■ YOUR ASSIGNMENT: Return the full listing, keeping every line exactly as it is.
"""
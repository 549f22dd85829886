use thiserror::Error;

use crate::catalog::{gcvs_reader::ParseGcvsError, krakow_reader::ParseKrakowError};

#[derive(Error, Debug)]
pub enum PredictorError {
    #[error("No '{0}' parameter defined in query string")]
    MissingParameter(&'static str),

    #[error("Parameter '{name}' is not a number: {value}")]
    InvalidNumber { name: &'static str, value: String },

    #[error("Invalid date: {0}")]
    InvalidDate(String),

    #[error("Unknown search mode: {0}")]
    InvalidSearchMode(String),

    #[error("Unknown catalog kind: {0}")]
    InvalidCatalogKind(String),

    #[error("Invalid search parameter: {0}")]
    InvalidSearchParameter(String),

    #[error("Unable to perform file operation: {0}")]
    IoError(#[from] std::io::Error),

    #[error("Malformed catalog file: {0}")]
    CatalogFormat(#[from] serde_json::Error),

    #[error("Error during the GCVS line parsing: {0}")]
    GcvsParse(#[from] ParseGcvsError),

    #[error("Error during the Krakow line parsing: {0}")]
    KrakowParse(#[from] ParseKrakowError),
}

impl PartialEq for PredictorError {
    fn eq(&self, other: &Self) -> bool {
        use PredictorError::*;
        match (self, other) {
            (MissingParameter(a), MissingParameter(b)) => a == b,
            (
                InvalidNumber {
                    name: na,
                    value: va,
                },
                InvalidNumber {
                    name: nb,
                    value: vb,
                },
            ) => na == nb && va == vb,
            (InvalidDate(a), InvalidDate(b)) => a == b,
            (InvalidSearchMode(a), InvalidSearchMode(b)) => a == b,
            (InvalidCatalogKind(a), InvalidCatalogKind(b)) => a == b,
            (InvalidSearchParameter(a), InvalidSearchParameter(b)) => a == b,
            (GcvsParse(a), GcvsParse(b)) => a == b,
            (KrakowParse(a), KrakowParse(b)) => a == b,

            // not comparable, same variant is enough
            (IoError(_), IoError(_)) => true,
            (CatalogFormat(_), CatalogFormat(_)) => true,

            _ => false,
        }
    }
}

#[cfg(test)]
mod predictor_errors_test {
    use super::*;

    #[test]
    fn test_line_errors_convert() {
        let err: PredictorError = ParseGcvsError::TooShortLine.into();
        assert_eq!(err, PredictorError::GcvsParse(ParseGcvsError::TooShortLine));
        assert_eq!(
            err.to_string(),
            "Error during the GCVS line parsing: The line is too short"
        );

        let err: PredictorError = ParseKrakowError::InvalidName("per 12".into()).into();
        assert_eq!(
            err.to_string(),
            "Error during the Krakow line parsing: Cannot match \"per 12\" to a star name"
        );
    }

    #[test]
    fn test_io_errors_compare_by_variant() {
        let a = PredictorError::from(std::io::Error::other("a"));
        let b = PredictorError::from(std::io::Error::new(std::io::ErrorKind::NotFound, "b"));
        assert_eq!(a, b);
        assert_ne!(a, PredictorError::MissingParameter("longitude"));
        assert_eq!(
            PredictorError::MissingParameter("longitude").to_string(),
            "No 'longitude' parameter defined in query string"
        );
    }
}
"""
■ EXERCISE RESPONSE:
repository 549f22dd85829886
use thiserror::Error;

use crate::catalog::{gcvs_reader::ParseGcvsError, krakow_reader::ParseKrakowError};

#[derive(Error, Debug)]
pub enum PredictorError {
    #[error("No '{0}' parameter defined in query string")]
    MissingParameter(&'static str),

    #[error("Parameter '{name}' is not a number: {value}")]
    InvalidNumber { name: &'static str, value: String },

    #[error("Invalid date: {0}")]
    InvalidDate(String),

    #[error("Unknown search mode: {0}")]
    InvalidSearchMode(String),

    #[error("Unknown catalog kind: {0}")]
    InvalidCatalogKind(String),

    #[error("Invalid search parameter: {0}")]
    InvalidSearchParameter(String),

    #[error("Unable to perform file operation: {0}")]
    IoError(#[from] std::io::Error),

    #[error("Malformed catalog file: {0}")]
    CatalogFormat(#[from] serde_json::Error),

    #[error("Error during the GCVS line parsing: {0}")]
    GcvsParse(#[from] ParseGcvsError),

    #[error("Error during the Krakow line parsing: {0}")]
    KrakowParse(#[from] ParseKrakowError),
}

impl PartialEq for PredictorError {
    fn eq(&self, other: &Self) -> bool {
        use PredictorError::*;
        match (self, other) {
            (MissingParameter(a), MissingParameter(b)) => a == b,
            (
                InvalidNumber {
                    name: na,
                    value: va,
                },
                InvalidNumber {
                    name: nb,
                    value: vb,
                },
            ) => na == nb && va == vb,
            (InvalidDate(a), InvalidDate(b)) => a == b,
            (InvalidSearchMode(a), InvalidSearchMode(b)) => a == b,
            (InvalidCatalogKind(a), InvalidCatalogKind(b)) => a == b,
            (InvalidSearchParameter(a), InvalidSearchParameter(b)) => a == b,
            (GcvsParse(a), GcvsParse(b)) => a == b,
            (KrakowParse(a), KrakowParse(b)) => a == b,

            // not comparable, same variant is enough
            (IoError(_), IoError(_)) => true,
            (CatalogFormat(_), CatalogFormat(_)) => true,

            _ => false,
        }
    }
}

#[cfg(test)]
mod predictor_errors_test {
    use super::*;

    #[test]
    fn test_line_errors_convert() {
        let err: PredictorError = ParseGcvsError::TooShortLine.into();
        assert_eq!(err, PredictorError::GcvsParse(ParseGcvsError::TooShortLine));
        assert_eq!(
            err.to_string(),
            "Error during the GCVS line parsing: The line is too short"
        );

        let err: PredictorError = ParseKrakowError::InvalidName("per 12".into()).into();
        assert_eq!(
            err.to_string(),
            "Error during the Krakow line parsing: Cannot match \"per 12\" to a star name"
        );
    }

    #[test]
    fn test_io_errors_compare_by_variant() {
        let a = PredictorError::from(std::io::Error::other("a"));
        let b = PredictorError::from(std::io::Error::new(std::io::ErrorKind::NotFound, "b"));
        assert_eq!(a, b);
        assert_ne!(a, PredictorError::MissingParameter("longitude"));
        assert_eq!(
            PredictorError::MissingParameter("longitude").to_string(),
            "No 'longitude' parameter defined in query string"
        );
    }
}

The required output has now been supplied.